• [Supplied material]:
fn ensure_permitted(actor: &actor::Model, action: ApprovalAction) -> Result<()> {
    if actor.role.permits(action) {
        Ok(())
    } else {
        Err(Error::PermissionDenied {
            role: actor.role.to_string(),
            action: action.to_string(),
        })
    }
}

#[cfg(test)]
mod tests {
    #![allow(clippy::unwrap_used)]
    use super::*;
    use crate::{core::role::Role, test_utils::*};

    #[tokio::test]
    async fn test_submit_sets_timestamp_and_status() -> Result<()> {
        let (org, product) = setup_with_product().await?;

        let before = chrono::Utc::now();
        let submitted = submit(&org.db, &org.rep, product.id).await?;

        assert_eq!(submitted.status, TargetStatus::Submitted);
        let submitted_at = submitted.submitted_at.unwrap();
        assert!(submitted_at >= before - chrono::Duration::seconds(1));

        let history = get_history(&org.db, product.id).await?;
        assert_eq!(history.len(), 1);
        assert_eq!(history[0].action, "submit");
        assert_eq!(history[0].from_status, TargetStatus::Draft);
        assert_eq!(history[0].to_status, TargetStatus::Submitted);

        Ok(())
    }

    #[tokio::test]
    async fn test_second_submit_fails() -> Result<()> {
        let (org, product) = setup_with_product().await?;
        submit(&org.db, &org.rep, product.id).await?;

        let again = submit(&org.db, &org.rep, product.id).await;
        assert!(matches!(again.unwrap_err(), Error::InvalidTransition { .. }));

        // No extra history row for the failed attempt
        assert_eq!(get_history(&org.db, product.id).await?.len(), 1);

        Ok(())
    }

    #[tokio::test]
    async fn test_only_owner_submits() -> Result<()> {
        let (org, product) = setup_with_product().await?;

        let other_rep = create_test_actor(&org.db, "REP-X", Role::SalesRep, Some(org.tbm.id)).await?;
        let result = submit(&org.db, &other_rep, product.id).await;
        assert!(matches!(result.unwrap_err(), Error::PermissionDenied { .. }));

        let head = submit(&org.db, &org.head, product.id).await;
        assert!(matches!(head.unwrap_err(), Error::PermissionDenied { .. }));

        Ok(())
    }

    #[tokio::test]
    async fn test_approve_with_corrections() -> Result<()> {
        let (org, product) = setup_with_product().await?;
        target::update_monthly_target(
            &org.db,
            &org.rep,
            product.id,
            FiscalMonth::Apr,
            TargetUpdate::quantity(10),
        )
        .await?;
        submit(&org.db, &org.rep, product.id).await?;

        let approved = approve(
            &org.db,
            &org.tbm,
            product.id,
            &[
                (FiscalMonth::Apr, TargetUpdate::quantity(12)),
                (FiscalMonth::Oct, TargetUpdate::revenue(500)),
            ],
        )
        .await?;

        assert_eq!(approved.status, TargetStatus::Approved);
        assert_eq!(approved.reviewed_by, Some(org.tbm.id));
        assert!(approved.reviewed_at.is_some());

        let apr = target::get_monthly_target(&org.db, product.id, FiscalMonth::Apr).await?;
        assert_eq!(apr.current_year_qty, 12);
        let oct = target::get_monthly_target(&org.db, product.id, FiscalMonth::Oct).await?;
        assert_eq!(oct.current_year_revenue, 500);

        let actions: Vec<String> = get_history(&org.db, product.id)
            .await?
            .into_iter()
            .map(|e| e.action)
            .collect();
        assert_eq!(actions, vec!["submit", "correct", "correct", "approve"]);

        Ok(())
    }

    #[tokio::test]
    async fn test_failed_correction_rolls_back_approval() -> Result<()> {
        let (org, product) = setup_with_product().await?;
        submit(&org.db, &org.rep, product.id).await?;

        let result = approve(
            &org.db,
            &org.tbm,
            product.id,
            &[
                (FiscalMonth::Apr, TargetUpdate::quantity(3)),
                (FiscalMonth::May, TargetUpdate::quantity(-3)),
            ],
        )
        .await;
        assert!(matches!(result.unwrap_err(), Error::InvalidValue { .. }));

        let current = catalog::require_product(&org.db, product.id).await?;
        assert_eq!(current.status, TargetStatus::Submitted);
        let apr = target::get_monthly_target(&org.db, product.id, FiscalMonth::Apr).await?;
        assert_eq!(apr.current_year_qty, 0);

        Ok(())
    }

    #[tokio::test]
    async fn test_approve_requires_direct_approver_and_submitted() -> Result<()> {
        let (org, product) = setup_with_product().await?;

        let draft = approve(&org.db, &org.tbm, product.id, &[]).await;
        assert!(matches!(draft.unwrap_err(), Error::InvalidTransition { .. }));

        submit(&org.db, &org.rep, product.id).await?;

        let skip_level = approve(&org.db, &org.abm, product.id, &[]).await;
        assert!(matches!(skip_level.unwrap_err(), Error::PermissionDenied { .. }));

        let rep = approve(&org.db, &org.rep, product.id, &[]).await;
        assert!(matches!(rep.unwrap_err(), Error::PermissionDenied { .. }));

        approve(&org.db, &org.tbm, product.id, &[]).await?;

        let again = approve(&org.db, &org.tbm, product.id, &[]).await;
        assert!(matches!(again.unwrap_err(), Error::InvalidTransition { .. }));

        Ok(())
    }

    #[tokio::test]
    async fn test_reject_resubmit_cycle() -> Result<()> {
        let (org, product) = setup_with_product().await?;
        submit(&org.db, &org.rep, product.id).await?;

        let blank = reject(&org.db, &org.tbm, product.id, "   ").await;
        assert!(matches!(blank.unwrap_err(), Error::Config { .. }));

        let rejected = reject(&org.db, &org.tbm, product.id, "Q3 too low").await?;
        assert_eq!(rejected.status, TargetStatus::Rejected);
        assert_eq!(rejected.rejection_reason.as_deref(), Some("Q3 too low"));

        // Rejected lines are editable again
        target::update_monthly_target(
            &org.db,
            &org.rep,
            product.id,
            FiscalMonth::Nov,
            TargetUpdate::quantity(40),
        )
        .await?;

        let resubmitted = resubmit(&org.db, &org.rep, product.id).await?;
        assert_eq!(resubmitted.status, TargetStatus::Submitted);
        assert!(resubmitted.rejection_reason.is_none());

        let history = get_history(&org.db, product.id).await?;
        assert_eq!(history[1].reason.as_deref(), Some("Q3 too low"));
        assert_eq!(history[2].action, "resubmit");

        Ok(())
    }

    #[tokio::test]
    async fn test_reopen_returns_to_draft() -> Result<()> {
        let (org, product) = setup_with_product().await?;

        let not_rejected = reopen(&org.db, &org.rep, product.id).await;
        assert!(matches!(not_rejected.unwrap_err(), Error::InvalidTransition { .. }));

        submit(&org.db, &org.rep, product.id).await?;
        reject(&org.db, &org.tbm, product.id, "Redo").await?;
        let reopened = reopen(&org.db, &org.rep, product.id).await?;
        assert_eq!(reopened.status, TargetStatus::Draft);
        assert_eq!(reopened.rejection_reason.as_deref(), Some("Redo"));

        let submitted = submit(&org.db, &org.rep, product.id).await?;
        assert!(submitted.rejection_reason.is_none());

        Ok(())
    }

    #[tokio::test]
    async fn test_submit_all_drafts() -> Result<()> {
        let (org, first) = setup_with_product().await?;
        let second = create_test_product(&org.db, "P-2", org.category.id, org.rep.id).await?;
        let third = create_test_product(&org.db, "P-3", org.category.id, org.rep.id).await?;
        submit(&org.db, &org.rep, third.id).await?;

        let submitted = submit_all_drafts(&org.db, &org.rep).await?;
        assert_eq!(
            submitted.iter().map(|p| p.id).collect::<Vec<_>>(),
            vec![first.id, second.id]
        );
        assert!(submitted.iter().all(|p| p.status == TargetStatus::Submitted));

        assert!(submit_all_drafts(&org.db, &org.rep).await?.is_empty());

        Ok(())
    }

    #[tokio::test]
    async fn test_tbm_lines_are_reviewed_by_abm() -> Result<()> {
        let org = setup_org().await?;
        let product = create_test_product(&org.db, "T-1", org.category.id, org.tbm.id).await?;
        submit(&org.db, &org.tbm, product.id).await?;

        let wrong = approve(&org.db, &org.tbm, product.id, &[]).await;
        assert!(matches!(wrong.unwrap_err(), Error::PermissionDenied { .. }));

        let approved = approve(&org.db, &org.abm, product.id, &[]).await?;
        assert_eq!(approved.status, TargetStatus::Approved);

        Ok(())
    }
}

• [Aim of the exercise]: Return nothing but the lines from the top of the records above through the line that has "assert_eq!(history[0].from_status, TargetStatus::Draft);". Keep each one exact.

• [Expected output]:
fn ensure_permitted(actor: &actor::Model, action: ApprovalAction) -> Result<()> {
    if actor.role.permits(action) {
        Ok(())
    } else {
        Err(Error::PermissionDenied {
            role: actor.role.to_string(),
            action: action.to_string(),
        })
    }
}

#[cfg(test)]
mod tests {
    #![allow(clippy::unwrap_used)]
    use super::*;
    use crate::{core::role::Role, test_utils::*};

    #[tokio::test]
    async fn test_submit_sets_timestamp_and_status() -> Result<()> {
        let (org, product) = setup_with_product().await?;

        let before = chrono::Utc::now();
        let submitted = submit(&org.db, &org.rep, product.id).await?;

        assert_eq!(submitted.status, TargetStatus::Submitted);
        let submitted_at = submitted.submitted_at.unwrap();
        assert!(submitted_at >= before - chrono::Duration::seconds(1));

        let history = get_history(&org.db, product.id).await?;
        assert_eq!(history.len(), 1);
        assert_eq!(history[0].action, "submit");
        assert_eq!(history[0].from_status, TargetStatus::Draft);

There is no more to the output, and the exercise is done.